First, the technique to remove duplications like above is nothing new, and is not specific to iOS development. It can be applied to any project. It’s just that the problem becomes more noticeable with iOS projects because of the way Xcode structures the build products.

Second, The number of dynamic frameworks in the project plays an important role in the performance of this solution. Normally, inside a .framework bundle, for ex. A.framework, the framework binary A.framework/A takes up most of the space. However, in case of static frameworks, their binaries are merged into the executable binaries during the linking step (done by the ld linker). That means, we cannot reduce much for static frameworks except their resources and resource bundles.

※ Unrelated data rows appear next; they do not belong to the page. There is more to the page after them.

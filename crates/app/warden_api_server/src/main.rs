//! Warden API server binary.
//!
//! Reads configuration from the environment (and `.env`), runs migrations,
//! starts the expired-token reaper and serves the HTTP API until Ctrl-C.

use std::net::SocketAddr;
use std::sync::Arc;
use std::time::Duration;

use clap::Parser;
use sqlx::postgres::PgPoolOptions;
use tokio_util::sync::CancellationToken;
use tracing::{info, warn};
use warden_api::AppState;
use warden_api::config::ApiConfig;
use warden_core::clock::{Clock, SystemClock};
use warden_core::mail::Mailer;
use warden_core::mail::log::LogMailer;
use warden_core::mail::smtp::SmtpMailer;
use warden_core::reaper::{DEFAULT_REAP_INTERVAL, spawn_reaper};
use warden_core::store::Store;
use warden_core::store::postgres::PgStore;

/// CLI arguments for the API server. Flags override the environment.
#[derive(Parser, Debug)]
#[command(name = "warden_api_server", about = "Warden credential and session API")]
struct Args {
    /// Address to listen on.
    #[arg(long, env = "BIND_ADDR")]
    bind: Option<String>,

    /// PostgreSQL connection URL.
    #[arg(long, env = "DATABASE_URL")]
    database_url: Option<String>,

    /// Maximum number of database connections in the pool.
    #[arg(long, default_value_t = 10)]
    max_connections: u32,

    /// Seconds between expired-token sweeps.
    #[arg(long, default_value_t = DEFAULT_REAP_INTERVAL.as_secs())]
    reap_interval_secs: u64,
}

async fn shutdown_signal(shutdown: CancellationToken) {
    if let Err(e) = tokio::signal::ctrl_c().await {
        warn!(error = %e, "failed to listen for ctrl-c");
        return;
    }
    info!("shutdown requested");
    shutdown.cancel();
}

#[tokio::main]
async fn main() -> Result<(), Box<dyn std::error::Error>> {
    dotenvy::dotenv().ok();

    tracing_subscriber::fmt()
        .with_env_filter(
            tracing_subscriber::EnvFilter::try_from_default_env().unwrap_or_else(|_| {
                tracing_subscriber::EnvFilter::new("info,warden_api=debug,warden_core=debug")
            }),
        )
        .init();

    let args = Args::parse();

    let mut config = ApiConfig::from_env()?;
    if let Some(bind) = args.bind {
        config.bind_addr = bind;
    }
    if let Some(url) = args.database_url {
        config.database_url = url;
    }

    info!(
        bind_addr = %config.bind_addr,
        max_connections = args.max_connections,
        "starting warden_api_server"
    );

    let pool = PgPoolOptions::new()
        .max_connections(args.max_connections)
        .acquire_timeout(Duration::from_secs(30))
        .connect(&config.database_url)
        .await?;

    info!("running database migrations");
    warden_api::migrate(&pool).await?;

    let mailer: Arc<dyn Mailer> = match &config.smtp {
        Some(smtp) => {
            info!(host = %smtp.host, port = smtp.port, "sending mail via SMTP");
            Arc::new(SmtpMailer::new(smtp)?)
        }
        None => {
            warn!("SMTP_HOST not set, outgoing mail will only be logged");
            Arc::new(LogMailer)
        }
    };
    let store: Arc<dyn Store> = Arc::new(PgStore::new(pool.clone()));
    let clock: Arc<dyn Clock> = Arc::new(SystemClock);
    let shutdown = CancellationToken::new();

    let reaper = spawn_reaper(
        store.clone(),
        clock.clone(),
        Duration::from_secs(args.reap_interval_secs),
        shutdown.child_token(),
    );

    let bind_addr = config.bind_addr.clone();
    let state = AppState::new(config, store, mailer, clock)
        .with_pool(pool)
        .with_shutdown(shutdown.clone());
    let state_cleanup = state
        .github
        .as_ref()
        .map(|github| github.states().spawn_cleanup_task());

    let app = warden_api::router(state);
    let listener = tokio::net::TcpListener::bind(&bind_addr).await?;
    info!(addr = %listener.local_addr()?, "REST API listening");

    let serve_result = axum::serve(
        listener,
        app.into_make_service_with_connect_info::<SocketAddr>(),
    )
    .with_graceful_shutdown(shutdown_signal(shutdown.clone()))
    .await;

    // Stop background work whichever way the server exited.
    shutdown.cancel();
    if let Some(task) = state_cleanup {
        task.abort();
    }
    if let Err(e) = reaper.await {
        warn!(error = %e, "reaper task ended abnormally");
    }

    serve_result?;
    info!("server stopped");
    Ok(())
}
//! # warden_core
//!
//! Core domain logic for Warden: credential verification, session token
//! rotation and the single-use verification/reset token workflows.

pub mod auth;
pub mod clock;
pub mod config;
pub mod context;
pub mod mail;
pub mod migrate;
pub mod models;
pub mod reaper;
pub mod store;
pub mod users;
pub mod uuid;

/// Returns the crate version.
pub fn version() -> &'static str {
    env!("CARGO_PKG_VERSION")
}
//! In-process store.
//!
//! Holds everything behind one mutex, so every trait method is atomic with
//! respect to every other. Enforces the same unique constraints and cascades
//! as the SQL schema. Used by tests and by the API integration suite.

use std::collections::{BTreeMap, HashMap};
use std::sync::{Arc, Mutex, MutexGuard, PoisonError};

use async_trait::async_trait;
use chrono::{DateTime, Utc};
use uuid::Uuid;

use super::{
    Consumption, EphemeralTokenLedger, SessionTokenLog, StoreError, UserStore,
    TOKEN_LOG_JTI_KEY, USERS_EMAIL_KEY, USERS_OAUTH_ID_KEY,
};
use crate::clock::{Clock, SystemClock};
use crate::models::auth::{
    EphemeralKind, EphemeralToken, NewUser, SessionTokenRecord, User, UserUpdate,
    UserWithPassword,
};

#[derive(Debug, Default)]
struct State {
    next_user_id: i64,
    users: BTreeMap<i64, UserWithPassword>,
    verifications: HashMap<Uuid, EphemeralToken>,
    resets: HashMap<Uuid, EphemeralToken>,
    sessions: HashMap<String, SessionTokenRecord>,
}

impl State {
    fn ledger(&mut self, kind: EphemeralKind) -> &mut HashMap<Uuid, EphemeralToken> {
        match kind {
            EphemeralKind::Verification => &mut self.verifications,
            EphemeralKind::PasswordReset => &mut self.resets,
        }
    }

    fn email_taken(&self, email: &str, except: Option<i64>) -> bool {
        self.users
            .values()
            .any(|u| u.user.email == email && Some(u.user.id) != except)
    }

    fn oauth_id_taken(&self, oauth_id: &str) -> bool {
        self.users
            .values()
            .any(|u| u.user.oauth_id.as_deref() == Some(oauth_id))
    }

    /// Remove the token if it is live; otherwise report why not.
    fn take_live(
        &mut self,
        kind: EphemeralKind,
        id: Uuid,
        now: DateTime<Utc>,
    ) -> Result<i64, Consumption> {
        let ledger = self.ledger(kind);
        let expired = match ledger.get(&id) {
            None => return Err(Consumption::Missing),
            Some(token) => token.is_expired(now),
        };
        if expired {
            return Err(Consumption::Expired);
        }
        ledger
            .remove(&id)
            .map(|t| t.user_id)
            .ok_or(Consumption::Missing)
    }
}

fn unique(constraint: &str) -> StoreError {
    StoreError::UniqueViolation {
        constraint: constraint.to_string(),
    }
}

/// Store kept entirely in memory.
pub struct MemoryStore {
    state: Mutex<State>,
    clock: Arc<dyn Clock>,
}

impl MemoryStore {
    pub fn new() -> Self {
        Self::with_clock(Arc::new(SystemClock))
    }

    /// Use `clock` for `created_at`/`updated_at` stamps.
    pub fn with_clock(clock: Arc<dyn Clock>) -> Self {
        Self {
            state: Mutex::new(State {
                next_user_id: 1,
                ..State::default()
            }),
            clock,
        }
    }

    fn lock(&self) -> MutexGuard<'_, State> {
        self.state.lock().unwrap_or_else(PoisonError::into_inner)
    }

    /// Number of outstanding single-use tokens of `kind`.
    pub fn ephemeral_count(&self, kind: EphemeralKind) -> usize {
        self.lock().ledger(kind).len()
    }

    /// Number of session log records across all users.
    pub fn session_count(&self) -> usize {
        self.lock().sessions.len()
    }

    /// Current password hash of a user, if any.
    pub fn password_hash(&self, user_id: i64) -> Option<String> {
        self.lock()
            .users
            .get(&user_id)
            .and_then(|u| u.password_hash.clone())
    }
}

impl Default for MemoryStore {
    fn default() -> Self {
        Self::new()
    }
}

#[async_trait]
impl UserStore for MemoryStore {
    async fn create_user(&self, new: &NewUser) -> Result<User, StoreError> {
        let now = self.clock.now();
        let mut state = self.lock();

        if state.email_taken(&new.email, None) {
            return Err(unique(USERS_EMAIL_KEY));
        }
        if let Some(oauth_id) = new.oauth_id.as_deref()
            && state.oauth_id_taken(oauth_id)
        {
            return Err(unique(USERS_OAUTH_ID_KEY));
        }

        let id = state.next_user_id;
        state.next_user_id += 1;

        let user = User {
            id,
            oauth_id: new.oauth_id.clone(),
            username: new.username.clone(),
            avatar_url: new.avatar_url.clone(),
            email: new.email.clone(),
            is_verified: new.is_verified,
            provider: Some(new.provider.clone().unwrap_or_else(|| "local".to_string())),
            created_at: now,
            updated_at: now,
        };
        state.users.insert(
            id,
            UserWithPassword {
                user: user.clone(),
                password_hash: new.password_hash.clone(),
            },
        );
        Ok(user)
    }

    async fn find_user_by_id(&self, id: i64) -> Result<Option<User>, StoreError> {
        Ok(self.lock().users.get(&id).map(|u| u.user.clone()))
    }

    async fn find_user_by_email(&self, email: &str) -> Result<Option<User>, StoreError> {
        Ok(self
            .lock()
            .users
            .values()
            .find(|u| u.user.email == email)
            .map(|u| u.user.clone()))
    }

    async fn find_credentials_by_email(
        &self,
        email: &str,
    ) -> Result<Option<UserWithPassword>, StoreError> {
        Ok(self
            .lock()
            .users
            .values()
            .find(|u| u.user.email == email)
            .cloned())
    }

    async fn list_users(&self) -> Result<Vec<User>, StoreError> {
        Ok(self.lock().users.values().map(|u| u.user.clone()).collect())
    }

    async fn update_user(&self, update: &UserUpdate) -> Result<Option<User>, StoreError> {
        let now = self.clock.now();
        let mut state = self.lock();

        if !state.users.contains_key(&update.id) {
            return Ok(None);
        }
        if state.email_taken(&update.email, Some(update.id)) {
            return Err(unique(USERS_EMAIL_KEY));
        }

        let Some(stored) = state.users.get_mut(&update.id) else {
            return Ok(None);
        };
        stored.user.username = update.username.clone();
        stored.user.avatar_url = update.avatar_url.clone();
        stored.user.email = update.email.clone();
        stored.user.updated_at = now;
        Ok(Some(stored.user.clone()))
    }

    async fn delete_user(&self, id: i64) -> Result<bool, StoreError> {
        let mut state = self.lock();
        if state.users.remove(&id).is_none() {
            return Ok(false);
        }
        state.verifications.retain(|_, t| t.user_id != id);
        state.resets.retain(|_, t| t.user_id != id);
        state.sessions.retain(|_, s| s.user_id != id);
        Ok(true)
    }
}

#[async_trait]
impl EphemeralTokenLedger for MemoryStore {
    async fn insert_ephemeral(
        &self,
        kind: EphemeralKind,
        token: &EphemeralToken,
    ) -> Result<(), StoreError> {
        let mut state = self.lock();
        if !state.users.contains_key(&token.user_id) {
            return Err(StoreError::Db(sqlx::Error::RowNotFound));
        }
        state.ledger(kind).insert(token.id, token.clone());
        Ok(())
    }

    async fn find_ephemeral(
        &self,
        kind: EphemeralKind,
        id: Uuid,
    ) -> Result<Option<EphemeralToken>, StoreError> {
        Ok(self.lock().ledger(kind).get(&id).cloned())
    }

    async fn consume_verification(
        &self,
        id: Uuid,
        now: DateTime<Utc>,
    ) -> Result<Consumption, StoreError> {
        let stamp = self.clock.now();
        let mut state = self.lock();
        let user_id = match state.take_live(EphemeralKind::Verification, id, now) {
            Ok(user_id) => user_id,
            Err(outcome) => return Ok(outcome),
        };
        if let Some(stored) = state.users.get_mut(&user_id) {
            stored.user.is_verified = true;
            stored.user.updated_at = stamp;
        }
        Ok(Consumption::Consumed { user_id })
    }

    async fn consume_password_reset(
        &self,
        id: Uuid,
        now: DateTime<Utc>,
        password_hash: &str,
    ) -> Result<Consumption, StoreError> {
        let stamp = self.clock.now();
        let mut state = self.lock();
        let user_id = match state.take_live(EphemeralKind::PasswordReset, id, now) {
            Ok(user_id) => user_id,
            Err(outcome) => return Ok(outcome),
        };
        if let Some(stored) = state.users.get_mut(&user_id) {
            stored.password_hash = Some(password_hash.to_string());
            stored.user.updated_at = stamp;
        }
        Ok(Consumption::Consumed { user_id })
    }

    async fn purge_expired_ephemeral(&self, now: DateTime<Utc>) -> Result<u64, StoreError> {
        let mut state = self.lock();
        let before = state.verifications.len() + state.resets.len();
        state.verifications.retain(|_, t| !t.is_expired(now));
        state.resets.retain(|_, t| !t.is_expired(now));
        let after = state.verifications.len() + state.resets.len();
        Ok((before - after) as u64)
    }
}

#[async_trait]
impl SessionTokenLog for MemoryStore {
    async fn insert_session(&self, record: &SessionTokenRecord) -> Result<(), StoreError> {
        let mut state = self.lock();
        if state.sessions.contains_key(&record.jti) {
            return Err(unique(TOKEN_LOG_JTI_KEY));
        }
        state.sessions.insert(record.jti.clone(), record.clone());
        Ok(())
    }

    async fn find_session(&self, jti: &str) -> Result<Option<SessionTokenRecord>, StoreError> {
        Ok(self.lock().sessions.get(jti).cloned())
    }

    async fn list_sessions(&self, user_id: i64) -> Result<Vec<SessionTokenRecord>, StoreError> {
        let mut records: Vec<_> = self
            .lock()
            .sessions
            .values()
            .filter(|s| s.user_id == user_id)
            .cloned()
            .collect();
        records.sort_by(|a, b| a.created_at.cmp(&b.created_at).then(a.id.cmp(&b.id)));
        Ok(records)
    }

    async fn rotate_session(
        &self,
        old_jti: &str,
        successor: &SessionTokenRecord,
        now: DateTime<Utc>,
    ) -> Result<bool, StoreError> {
        let mut state = self.lock();
        if state.sessions.contains_key(&successor.jti) {
            return Err(unique(TOKEN_LOG_JTI_KEY));
        }
        let Some(old) = state.sessions.get_mut(old_jti) else {
            return Ok(false);
        };
        if old.invalidated_at.is_some() {
            return Ok(false);
        }
        old.invalidated_at = Some(now);
        old.replaced_by_jti = Some(successor.jti.clone());
        state
            .sessions
            .insert(successor.jti.clone(), successor.clone());
        Ok(true)
    }

    async fn invalidate_session(
        &self,
        jti: &str,
        replaced_by: Option<&str>,
        now: DateTime<Utc>,
    ) -> Result<bool, StoreError> {
        let mut state = self.lock();
        match state.sessions.get_mut(jti) {
            Some(record) if record.invalidated_at.is_none() => {
                record.invalidated_at = Some(now);
                if let Some(next) = replaced_by {
                    record.replaced_by_jti = Some(next.to_string());
                }
                Ok(true)
            }
            _ => Ok(false),
        }
    }

    async fn invalidate_user_sessions(
        &self,
        user_id: i64,
        now: DateTime<Utc>,
    ) -> Result<u64, StoreError> {
        let mut changed = 0;
        for record in self.lock().sessions.values_mut() {
            if record.user_id == user_id && record.invalidated_at.is_none() {
                record.invalidated_at = Some(now);
                changed += 1;
            }
        }
        Ok(changed)
    }
}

  • About a year ago, we maintained a duo linking strategies. If build for testing, we turn all frameworks into dynamic frameworks (except some cases). Otherwise, make them static. Making the majority of them dynamic is to resolve a code coverage issue which has been now resolved. Back then, this technique was proven to be powerful. The optimize step reduced the artifacts from arounnd 3GB to only 800MB. However, after shifting from dynamic frameworks to static frameworks, we have seen a decrease in the thinning performance. At the moment, the artifacts are thinned from 3.6GB to 2.1GB after the optimize step.

In some cases, we observe 2 frameworks with the same name but having different checksums in the storage.

storage / -- <hash_1>-A.framework
         |-- <hash_2>-A.framework

This sometimes happens when you declare pods with different forms in different targets. For example, one target is using a pod with subspec A/Child_1 and another target is using A/Child_2. Another scenario this might happen is when you use a different dependencies manager that strips framework bundles differently. In such cases, you can run another round of optimization on the storage.

Last, does this work if we don’t use CocoaPods as the dependencies manager in the project? Actually, what other dependencies managers do is similar in essence. This tip is based on the duplications (in executable bundles structure) when we have more targets in the project. It should be general and independent of what dependencies manager we’re using.